“Le dighe non sono la soluzione alla siccità: sono vuote d’acqua e piene di inerti”

Lo sostengono Legambiente, NoTube, Comitato Terme Val Trebbia, Wilderness sez.Piacenza, Associazione Amici del Nure secondo cui i grandi invasi sono antieconomici e pericolosi

In un comunicato congiunto Legambiente, NoTube, Comitato Terme Val Trebbia, Wilderness sez.Piacenza, Associazione Amici del Nure si occupano del tema della siccità e delle dighe che, a giudizio degli scriventi, non sono la soluzione al problema della mancanza d’acqua.

«La siccità di quest’anno ha reso ancora più evidente quello che sosteniamo da tempo: se non piove non si riempiono neanche le dighe. Quindi le dighe, pur essendo uno strumento di accumulo di acqua, non sono la soluzione del problema siccità.

In aggiunta le dighe vuote mettono in evidenza un altro grave problema: il progressivo interramento degli invasi, soprattutto quelli appenninici, dove gli inerti accumulati sono limi e sabbia. Questo comporta due problemi derivati:

–     la riduzione della capacità di invaso, con perdita dell’efficienza dello stesso;

–     il periodico rilascio degli inerti nei fiumi in modo concentrato, con gravi conseguenze sull’ambiente fluviale.

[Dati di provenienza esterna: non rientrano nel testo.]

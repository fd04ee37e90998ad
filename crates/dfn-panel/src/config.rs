#![forbid(unsafe_code)]

//! Markup contract and placement tuning for definition panels.
//!
//! [`PanelConfig::default()`] is the contract emitted by the document
//! generator: terms tagged `dfn-paneled`, panels tagged `dfn-panel` and
//! linked through `data-for`, state classes `on` and `activated`, and a 5px
//! gutter between a term and its panel.
//!
//! With the `panel-config` feature the same struct loads from TOML or JSON.
//! Missing keys fall back to the defaults.
//!
//! ```toml
//! term_class = "glossary-term"
//! gutter_px = 8.0
//! ```

#[cfg(feature = "panel-config")]
use std::path::Path;

#[cfg(feature = "panel-config")]
use serde::{Deserialize, Serialize};

/// Class names, attribute names and placement constants used by the
/// controller.
#[derive(Debug, Clone, PartialEq)]
#[cfg_attr(feature = "panel-config", derive(Serialize, Deserialize))]
#[cfg_attr(feature = "panel-config", serde(default))]
pub struct PanelConfig {
    /// Class marking a term that owns a panel.
    pub term_class: String,
    /// Class marking a panel.
    pub panel_class: String,
    /// State class: panel visible and positioned near its term.
    pub open_class: String,
    /// State class: panel pinned by a click inside it.
    pub pinned_class: String,
    /// Panel attribute holding the id of its term.
    pub panel_for_attr: String,
    /// Tag name whose presence on the click path suppresses opening.
    pub link_tag: String,
    /// Horizontal gap between the term and its panel, in CSS pixels.
    pub gutter_px: f64,
}

impl Default for PanelConfig {
    fn default() -> Self {
        Self {
            term_class: "dfn-paneled".into(),
            panel_class: "dfn-panel".into(),
            open_class: "on".into(),
            pinned_class: "activated".into(),
            panel_for_attr: "data-for".into(),
            link_tag: "A".into(),
            gutter_px: 5.0,
        }
    }
}

impl PanelConfig {
    /// Load from a TOML string.
    #[cfg(feature = "panel-config")]
    pub fn from_toml_str(s: &str) -> Result<Self, PanelConfigError> {
        toml::from_str(s).map_err(PanelConfigError::Toml)
    }

    /// Load from a TOML file on disk.
    #[cfg(feature = "panel-config")]
    pub fn from_toml_file(path: impl AsRef<Path>) -> Result<Self, PanelConfigError> {
        let content = std::fs::read_to_string(path.as_ref()).map_err(PanelConfigError::Io)?;
        Self::from_toml_str(&content)
    }

    /// Load from a JSON string.
    #[cfg(feature = "panel-config")]
    pub fn from_json_str(s: &str) -> Result<Self, PanelConfigError> {
        serde_json::from_str(s).map_err(PanelConfigError::Json)
    }

    /// Load from a JSON file on disk.
    #[cfg(feature = "panel-config")]
    pub fn from_json_file(path: impl AsRef<Path>) -> Result<Self, PanelConfigError> {
        let content = std::fs::read_to_string(path.as_ref()).map_err(PanelConfigError::Io)?;
        Self::from_json_str(&content)
    }

    /// Check that class names are usable and distinct and the gutter is a
    /// finite, non-negative length.
    ///
    /// Returns a list of validation errors. An empty list means the config
    /// is valid.
    #[must_use]
    pub fn validate(&self) -> Vec<String> {
        let mut errors = Vec::new();

        let classes = [
            ("term_class", &self.term_class),
            ("panel_class", &self.panel_class),
            ("open_class", &self.open_class),
            ("pinned_class", &self.pinned_class),
        ];
        for (field, value) in classes {
            if value.is_empty() {
                errors.push(format!("{field} must not be empty"));
            } else if !is_css_identifier(value) {
                errors.push(format!("{field} must be a CSS identifier, got {value:?}"));
            }
        }

        if self.panel_for_attr.is_empty() {
            errors.push("panel_for_attr must not be empty".into());
        } else if !is_attribute_name(&self.panel_for_attr) {
            errors.push(format!(
                "panel_for_attr must be an attribute name, got {:?}",
                self.panel_for_attr
            ));
        }

        if self.link_tag.is_empty() {
            errors.push("link_tag must not be empty".into());
        } else if !is_tag_name(&self.link_tag) {
            errors.push(format!("link_tag must be a tag name, got {:?}", self.link_tag));
        }

        for (i, (field_a, a)) in classes.iter().enumerate() {
            for (field_b, b) in &classes[i + 1..] {
                if !a.is_empty() && a == b {
                    errors.push(format!("{field_a} and {field_b} must differ, both are {a:?}"));
                }
            }
        }

        if !self.gutter_px.is_finite() || self.gutter_px < 0.0 {
            errors.push(format!("gutter_px must be finite and >= 0, got {}", self.gutter_px));
        }

        errors
    }

    /// Consume the config, returning it only if [`Self::validate`] is clean.
    pub fn validated(self) -> Result<Self, PanelConfigError> {
        let errors = self.validate();
        if errors.is_empty() {
            Ok(self)
        } else {
            Err(PanelConfigError::Validation(errors))
        }
    }
}

/// CSS `<ident-token>` without escapes: `-?` followed by a name-start
/// character (or a second `-`), then name characters. Non-ASCII counts as a
/// name character.
fn is_css_identifier(value: &str) -> bool {
    let rest = value.strip_prefix('-').unwrap_or(value);
    let mut chars = rest.chars();
    let Some(first) = chars.next() else {
        return false;
    };
    let starts = first == '-' || first == '_' || first.is_ascii_alphabetic() || !first.is_ascii();
    starts && chars.all(|c| c == '-' || c == '_' || c.is_ascii_alphanumeric() || !c.is_ascii())
}

fn is_attribute_name(value: &str) -> bool {
    let mut chars = value.chars();
    chars
        .next()
        .is_some_and(|c| c == '_' || c.is_ascii_alphabetic())
        && chars.all(|c| matches!(c, '-' | '_' | '.' | ':') || c.is_ascii_alphanumeric())
}

fn is_tag_name(value: &str) -> bool {
    let mut chars = value.chars();
    chars.next().is_some_and(|c| c.is_ascii_alphabetic())
        && chars.all(|c| c == '-' || c.is_ascii_alphanumeric())
}

/// Errors that can occur when loading a panel configuration.
#[derive(Debug)]
pub enum PanelConfigError {
    /// I/O error reading a file.
    Io(std::io::Error),
    /// TOML parse error.
    #[cfg(feature = "panel-config")]
    Toml(toml::de::Error),
    /// JSON parse error.
    #[cfg(feature = "panel-config")]
    Json(serde_json::Error),
    /// Validation errors.
    Validation(Vec<String>),
}

impl std::fmt::Display for PanelConfigError {
    fn fmt(&self, f: &mut std::fmt::Formatter<'_>) -> std::fmt::Result {
        match self {
            Self::Io(e) => write!(f, "I/O error: {e}"),
            #[cfg(feature = "panel-config")]
            Self::Toml(e) => write!(f, "TOML parse error: {e}"),
            #[cfg(feature = "panel-config")]
            Self::Json(e) => write!(f, "JSON parse error: {e}"),
            Self::Validation(errors) => {
                write!(f, "validation errors: {}", errors.join("; "))
            }
        }
    }
}

impl std::error::Error for PanelConfigError {
    fn source(&self) -> Option<&(dyn std::error::Error + 'static)> {
        match self {
            Self::Io(e) => Some(e),
            #[cfg(feature = "panel-config")]
            Self::Toml(e) => Some(e),
            #[cfg(feature = "panel-config")]
            Self::Json(e) => Some(e),
            Self::Validation(_) => None,
        }
    }
}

Inoltre la pulizia degli invasi ha costi stratosferici che i gestori cercano di non accollarsi, preferendo  liberare, durante le piene, la maggiore quantità possibile di fanghi, lasciandoli defluire a valle della diga. Infatti, dal punto di vista economico, è senza dubbio più conveniente pagare una eventuale sanzione che affrontare i costi del corretto smaltimento dei detriti accumulati. Oppure, quando il gestore è pubblico, come nel caso dei Consorzi di Bonifica, le spese di pulizia sono a carico del pubblico e quindi ancora una volta dei cittadini.

Ecco perché le dighe non possono essere considerate la soluzione al problema siccità, essendo antieconomiche, pericolose e di grande impatto per la biodiversità e il paesaggio.

Serve invece:

–     aumentare l’efficienza delle reti esistenti, oggi inferiore al 50%, senza peraltro cementificare i canali, come recentemente accaduto;

–     modificare il sistema di distribuzione dell’acqua nei canali, passando ad un sistema a chiamata;

–     ridurre le colture idroesigenti, in particolare il mais da biomassa;

–     accumulare acqua in piccoli invasi, vicino agli utilizzatori con minori spese di costruzione e di gestione;

–     cercare di riutilizzare le acque di secondo uso come ad esempio quelle in uscita dagli impianti di depurazione.

Quest’anno, nonostante la grave siccità, abbiamo letto che la campagna del pomodoro e del mais è stata sostanzialmente in linea con gli altri anni, con rese superiori alla media, arrivando perfino a dichiarare a mezzo stampa, nonostante gli aumenti effettivi del costo del gasolio ed energia elettrica per i prelievi, che l’unico problema per gli agricoltori è stato “lo stress provocato dalla paura di non avere acqua”.

Questo risultato, come spesso in passato, è stato assicurato dal prelievo di tutta l’acqua disponibile per alcuni fiumi e torrenti o di quasi tutta per altri, oltre all’acqua prelevata dai pozzi. Ciò è stato possibile per le deroghe concesse al Minimo Deflusso Vitale (DMV) o al mancato controllo dello stesso da parte degli Enti preposti.

Questo prelievo di acqua dai fiumi e torrenti non ha avuto solo gravi conseguenze sull’ambiente fluviale ma soprattutto effetti sull’alimentazione delle falde acquifere. Per esempio in Val Nure, a causa della totale captazione dell’acqua superficiale e di subalveo, oltre che al forte prelievo da pozzi, è stata messa seriamente a rischio anche la disponibilità di risorsa destinata ai fabbisogni idrici. Senza considerare il problema della risalita del cuneo salino, quest’anno arrivato a ben 40 chilometri a monte della foce del Po, danneggiando l’agricoltura e l’ambiente di tutto il territorio del delta.

L’agricoltura è una risorsa fondamentale per il paese ma, alla luce degli incombenti cambiamenti climatici, diventa fondamentale cambiare registro e politiche sulle strategie di accumulo e risparmio dell’acqua, partendo dalle scelte della Regione, cui spetta la competenza del controllo delle risorse idriche, fino ad arrivare ai Consorzi di Bonifica.

Le proposte sono conosciute e in cantiere da anni, bisogna solo avere il coraggio e la volontà di applicarle».